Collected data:
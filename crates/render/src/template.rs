//! Placeholder substitution.

use crate::{Error, Result};
use regex::{Captures, Regex};
use std::collections::BTreeMap;
use std::sync::LazyLock;

#[allow(clippy::expect_used)]
static PLACEHOLDER: LazyLock<Regex> = LazyLock::new(|| {
    Regex::new(r"\{\{\s*([A-Za-z_][A-Za-z0-9_]*)\s*\}\}").expect("placeholder regex is valid")
});

/// How undefined variables are treated.
#[derive(Debug, Clone, Copy, PartialEq, Eq, Default)]
pub enum RenderMode {
    /// Fail the render on the first undefined variable.
    #[default]
    Strict,
    /// Leave undefined placeholders in the output untouched.
    Permissive,
}

/// Variable table plus render mode for one render call.
#[derive(Debug, Clone, Default)]
pub struct RenderContext {
    variables: BTreeMap<String, String>,
    mode: RenderMode,
}

impl RenderContext {
    /// Create a strict context over a variable table.
    #[must_use]
    pub fn new(variables: BTreeMap<String, String>) -> Self {
        Self {
            variables,
            mode: RenderMode::Strict,
        }
    }

    /// Switch the context to permissive mode.
    #[must_use]
    pub fn permissive(mut self) -> Self {
        self.mode = RenderMode::Permissive;
        self
    }

    /// Add or replace a single variable.
    pub fn set(&mut self, name: impl Into<String>, value: impl Into<String>) {
        self.variables.insert(name.into(), value.into());
    }

    /// Look up a variable.
    #[must_use]
    pub fn get(&self, name: &str) -> Option<&str> {
        self.variables.get(name).map(String::as_str)
    }

    /// The context's render mode.
    #[must_use]
    pub fn mode(&self) -> RenderMode {
        self.mode
    }
}

/// Renders build-definition text.
pub trait Renderer: Send + Sync {
    /// Resolve every placeholder in `template` against `context`.
    fn render(&self, template: &str, context: &RenderContext) -> Result<String>;
}

/// The default `{{ name }}` substitution renderer.
#[derive(Debug, Clone, Copy, Default)]
pub struct TemplateRenderer;

impl TemplateRenderer {
    /// Create a renderer.
    #[must_use]
    pub fn new() -> Self {
        Self
    }
}

impl Renderer for TemplateRenderer {
    fn render(&self, template: &str, context: &RenderContext) -> Result<String> {
        let mut undefined: Option<String> = None;

        let rendered = PLACEHOLDER.replace_all(template, |captures: &Captures<'_>| {
            let name = &captures[1];
            match context.get(name) {
                Some(value) => value.to_string(),
                None => {
                    if context.mode() == RenderMode::Strict && undefined.is_none() {
                        undefined = Some(name.to_string());
                    }
                    captures[0].to_string()
                }
            }
        });

        if let Some(name) = undefined {
            return Err(Error::UndefinedVariable { name });
        }
        Ok(rendered.into_owned())
    }
}

#[cfg(test)]
mod tests {
    use super::*;

    fn context(pairs: &[(&str, &str)]) -> RenderContext {
        RenderContext::new(
            pairs
                .iter()
                .map(|(k, v)| ((*k).to_string(), (*v).to_string()))
                .collect(),
        )
    }

    #[test]
    fn substitutes_variables() {
        let renderer = TemplateRenderer::new();
        let rendered = renderer
            .render(
                "FROM {{ namespace }}/{{base}}:{{ tag }}\n",
                &context(&[("namespace", "acme"), ("base", "base"), ("tag", "dev")]),
            )
            .unwrap();
        assert_eq!(rendered, "FROM acme/base:dev\n");
    }

    #[test]
    fn strict_mode_fails_on_undefined() {
        let renderer = TemplateRenderer::new();
        let err = renderer
            .render("FROM {{ missing }}/base", &context(&[]))
            .unwrap_err();
        assert!(matches!(err, Error::UndefinedVariable { name } if name == "missing"));
    }

    #[test]
    fn permissive_mode_keeps_placeholder() {
        let renderer = TemplateRenderer::new();
        let rendered = renderer
            .render("FROM {{ missing }}/base", &context(&[]).permissive())
            .unwrap();
        assert_eq!(rendered, "FROM {{ missing }}/base");
    }

    #[test]
    fn text_without_placeholders_is_unchanged() {
        let renderer = TemplateRenderer::new();
        let rendered = renderer
            .render("RUN apt-get update\n", &context(&[]))
            .unwrap();
        assert_eq!(rendered, "RUN apt-get update\n");
    }
}
//! Error types for scheduling.

use thiserror::Error;

/// Result type for scheduler operations.
pub type Result<T> = std::result::Result<T, Error>;

/// Errors that abort a scheduling run before or outside of per-node work.
///
/// Per-node build and push failures are never errors; they are recorded in
/// the run's [`BuildSummary`](crate::BuildSummary).
#[derive(Debug, Error)]
pub enum Error {
    /// A runtime operation outside the per-node workers failed
    /// (registry login).
    #[error(transparent)]
    Runtime(#[from] kiln_runtime::Error),
}
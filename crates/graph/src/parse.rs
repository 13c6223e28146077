//! Base-image extraction from rendered definitions.

use crate::{Error, Result};
use kiln_core::ImageRef;
use regex::Regex;
use std::path::Path;
use std::sync::LazyLock;

#[allow(clippy::expect_used)]
static FROM_LINE: LazyLock<Regex> = LazyLock::new(|| {
    Regex::new(r"^\s*FROM\s+(\S+)").expect("FROM regex is valid")
});

/// Extract the base-image reference from rendered definition text.
///
/// Only the first `FROM` line is honored; later stages of a multi-stage
/// definition are ignored. Returns `Ok(None)` when the base image does not
/// follow the `namespace/name[:tag]` grammar (an external base such as
/// `debian:12`), which never links a parent.
///
/// # Errors
///
/// Fails when no `FROM` line exists or a `FROM` keyword carries no image.
pub fn parse_base_image(text: &str, path: &Path) -> Result<Option<ImageRef>> {
    for line in text.lines() {
        if line.split_whitespace().next() != Some("FROM") {
            continue;
        }
        let Some(captures) = FROM_LINE.captures(line) else {
            return Err(Error::MalformedFrom {
                path: path.to_path_buf(),
                line: line.trim().to_string(),
            });
        };
        let image = &captures[1];
        return match image.parse::<ImageRef>() {
            Ok(reference) => Ok(Some(reference)),
            Err(_) => {
                tracing::debug!(%image, path = %path.display(), "External base image");
                Ok(None)
            }
        };
    }
    Err(Error::MissingFrom {
        path: path.to_path_buf(),
    })
}
//! Result aggregation.

use crate::outcome::{BuildState, ImageOutcome, PushState};
use std::collections::HashMap;
use std::fmt;

/// Aggregated outcome of one scheduling run.
#[derive(Debug, Clone, Default)]
pub struct BuildSummary {
    /// Nodes whose build succeeded.
    pub build_succeeded: Vec<String>,
    /// Nodes whose build failed.
    pub build_failed: Vec<String>,
    /// Nodes whose push uploaded layers.
    pub push_succeeded: Vec<String>,
    /// Nodes whose layers were already in the registry.
    pub push_exists: Vec<String>,
    /// Nodes whose push failed.
    pub push_failed: Vec<String>,
    /// The run was interrupted before draining every submitted node.
    pub interrupted: bool,
}

impl BuildSummary {
    /// Partition recorded outcomes into summary buckets.
    ///
    /// Nodes that never reached a terminal state (interrupted before their
    /// worker ran) appear in no bucket. Bucket contents are sorted for
    /// stable reporting.
    #[must_use]
    pub fn from_outcomes(outcomes: &HashMap<String, ImageOutcome>, interrupted: bool) -> Self {
        let mut summary = Self {
            interrupted,
            ..Self::default()
        };
        for (name, outcome) in outcomes {
            match outcome.build {
                BuildState::Success => summary.build_succeeded.push(name.clone()),
                BuildState::Failed => summary.build_failed.push(name.clone()),
                BuildState::Pending => {}
            }
            match outcome.push {
                PushState::Success => summary.push_succeeded.push(name.clone()),
                PushState::AlreadyExists => summary.push_exists.push(name.clone()),
                PushState::Failed => summary.push_failed.push(name.clone()),
                PushState::Pending | PushState::Skipped => {}
            }
        }
        summary.build_succeeded.sort();
        summary.build_failed.sort();
        summary.push_succeeded.sort();
        summary.push_exists.sort();
        summary.push_failed.sort();
        summary
    }

    /// Overall verdict: no build or push failures and no interruption.
    #[must_use]
    pub fn success(&self) -> bool {
        self.build_failed.is_empty() && self.push_failed.is_empty() && !self.interrupted
    }
}

impl fmt::Display for BuildSummary {
    fn fmt(&self, f: &mut fmt::Formatter<'_>) -> fmt::Result {
        fn bucket(f: &mut fmt::Formatter<'_>, label: &str, names: &[String]) -> fmt::Result {
            if names.is_empty() {
                return Ok(());
            }
            writeln!(f, "  {} ({}): {}", label, names.len(), names.join(", "))
        }

        writeln!(f, "Build summary:")?;
        bucket(f, "built", &self.build_succeeded)?;
        bucket(f, "build failed", &self.build_failed)?;
        bucket(f, "pushed", &self.push_succeeded)?;
        bucket(f, "already in registry", &self.push_exists)?;
        bucket(f, "push failed", &self.push_failed)?;
        if self.interrupted {
            writeln!(f, "  run was interrupted")?;
        }
        write!(
            f,
            "Result: {}",
            if self.success() { "success" } else { "failure" }
        )
    }
}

### TASK GOAL
In the entries above, the lines between the one holding "from rendered definitions." and the one holding "image does not", inclusive, are to be printed exactly as written, and those alone.

### SOLVED PROBLEM
//! Base-image extraction from rendered definitions.

use crate::{Error, Result};
use kiln_core::ImageRef;
use regex::Regex;
use std::path::Path;
use std::sync::LazyLock;

#[allow(clippy::expect_used)]
static FROM_LINE: LazyLock<Regex> = LazyLock::new(|| {
    Regex::new(r"^\s*FROM\s+(\S+)").expect("FROM regex is valid")
});

/// Extract the base-image reference from rendered definition text.
///
/// Only the first `FROM` line is honored; later stages of a multi-stage
/// definition are ignored. Returns `Ok(None)` when the base image does not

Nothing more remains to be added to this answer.